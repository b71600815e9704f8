// Author: Dustin Pilgrim
// License: MIT

pub mod model;

use std::path::{Path, PathBuf};

use eyre::{Result, WrapErr};

pub use model::DwellConfig;
use model::FileConfig;

pub struct LoadedConfig {
    pub cfg: DwellConfig,
    /// File the config came from; `None` for built-in defaults.
    pub path: Option<PathBuf>,
}

/// `$XDG_CONFIG_HOME/dwell/dwell.toml`
pub fn user_config_path() -> Option<PathBuf> {
    dirs::config_dir().map(|p| p.join("dwell").join("dwell.toml"))
}

pub fn system_config_path() -> PathBuf {
    PathBuf::from("/etc/dwell/dwell.toml")
}

/// Loads an explicit config file, or the first of user/system config that
/// exists, or built-in defaults.
pub fn load(explicit: Option<&Path>) -> Result<LoadedConfig> {
    if let Some(path) = explicit {
        return load_from_path(path);
    }

    let candidates = user_config_path()
        .into_iter()
        .chain(std::iter::once(system_config_path()));

    for path in candidates {
        if path.exists() {
            return load_from_path(&path);
        }
    }

    crate::ddebug!("Config", "no config file found; using defaults");
    Ok(LoadedConfig {
        cfg: DwellConfig::default(),
        path: None,
    })
}

pub fn load_from_path(path: &Path) -> Result<LoadedConfig> {
    let raw = std::fs::read_to_string(path)
        .wrap_err_with(|| format!("failed to read config {}", path.display()))?;

    let file: FileConfig = toml::from_str(&raw)
        .wrap_err_with(|| format!("failed to parse config {}", path.display()))?;

    let cfg = DwellConfig::from_file(file);
    cfg.validate()
        .wrap_err_with(|| format!("invalid config {}", path.display()))?;

    crate::ddebug!("Config", "loaded config from {}", path.display());

    Ok(LoadedConfig {
        cfg,
        path: Some(path.to_path_buf()),
    })
}
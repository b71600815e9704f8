// Author: Dustin Pilgrim
// License: MIT

use std::path::Path;

use crate::cli::{Args, Command};

type AnyError = Box<dyn std::error::Error + Send + Sync>;

pub async fn run(args: Args) -> Result<(), AnyError> {
    // command mode: args.command is Some
    let Some(cmd) = args.command.as_ref() else {
        return Ok(());
    };

    let msg = match request_line(cmd) {
        Ok(m) => m,
        Err(e) => {
            eprintln!("dwell: {e}");
            std::process::exit(1);
        }
    };

    match crate::ipc::client::send_raw(&msg).await {
        Ok(resp) => {
            print_response(cmd, &resp);
            Ok(())
        }
        Err(e) => {
            if matches!(cmd, Command::Info { json: true }) {
                // Status bars want valid JSON even when the daemon is down.
                println!(r#"{{"workspace":null,"log_path":null,"sessions":[],"running":false}}"#);
                return Ok(());
            }
            eprintln!("dwell: {e}");
            std::process::exit(1);
        }
    }
}

/// Builds the IPC request for a subcommand. Paths are made absolute against
/// the current directory so the daemon sees the same key the editor does.
fn request_line(cmd: &Command) -> Result<String, String> {
    let line = match cmd {
        Command::Open { path } => format!("open {}", absolute(path)?),
        Command::Close { path } => format!("close {}", absolute(path)?),
        Command::RemoveRoot { path } => format!("remove-root {}", absolute(path)?),
        Command::Workspace { label: Some(l) } => format!("workspace {l}"),
        Command::Workspace { label: None } => "workspace".to_string(),
        Command::StopAll => "stop-all".to_string(),
        Command::Info { json: true } => "info --json".to_string(),
        Command::Info { json: false } => "info".to_string(),
        Command::Export { dest } => format!("export {}", absolute(dest)?),
        Command::LogPath => "log-path".to_string(),
        Command::History { count } => format!("history {count}"),
        Command::Stop => "stop".to_string(),
    };
    Ok(line)
}

fn absolute(path: &Path) -> Result<String, String> {
    std::path::absolute(path)
        .map(|p| p.display().to_string())
        .map_err(|e| format!("cannot resolve {}: {e}", path.display()))
}

fn print_response(cmd: &Command, resp: &str) {
    if let Some(err) = resp.strip_prefix("ERROR:") {
        eprintln!("{}", err.trim());
        std::process::exit(1);
    }

    match cmd {
        // Multi-line output is printed verbatim.
        Command::History { .. } | Command::Info { json: false } => {
            if !resp.is_empty() {
                print!("{resp}");
            }
        }
        _ => {
            let out = resp.trim_end();
            if !out.is_empty() {
                println!("{out}");
            }
        }
    }
}

#[cfg(test)]
mod tests {
    use super::*;
    use std::path::PathBuf;

    #[test]
    fn absolute_paths_pass_through() {
        let line = request_line(&Command::Open { path: PathBuf::from("/a/b c.rs") }).unwrap();
        assert_eq!(line, "open /a/b c.rs");
    }

    #[test]
    fn relative_paths_are_resolved() {
        let line = request_line(&Command::Close { path: PathBuf::from("src/main.rs") }).unwrap();
        let cwd = std::env::current_dir().unwrap();
        assert_eq!(line, format!("close {}", cwd.join("src/main.rs").display()));
    }

    #[test]
    fn simple_commands() {
        assert_eq!(request_line(&Command::StopAll).unwrap(), "stop-all");
        assert_eq!(request_line(&Command::Info { json: true }).unwrap(), "info --json");
        assert_eq!(
            request_line(&Command::Workspace { label: Some("site".into()) }).unwrap(),
            "workspace site"
        );
        assert_eq!(
            request_line(&Command::History { count: 5 }).unwrap(),
            "history 5"
        );
    }
}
──────
> _Problem statement_: Only one number is wanted: how many lines in the records above contain the string "label".

> _Solution_: 3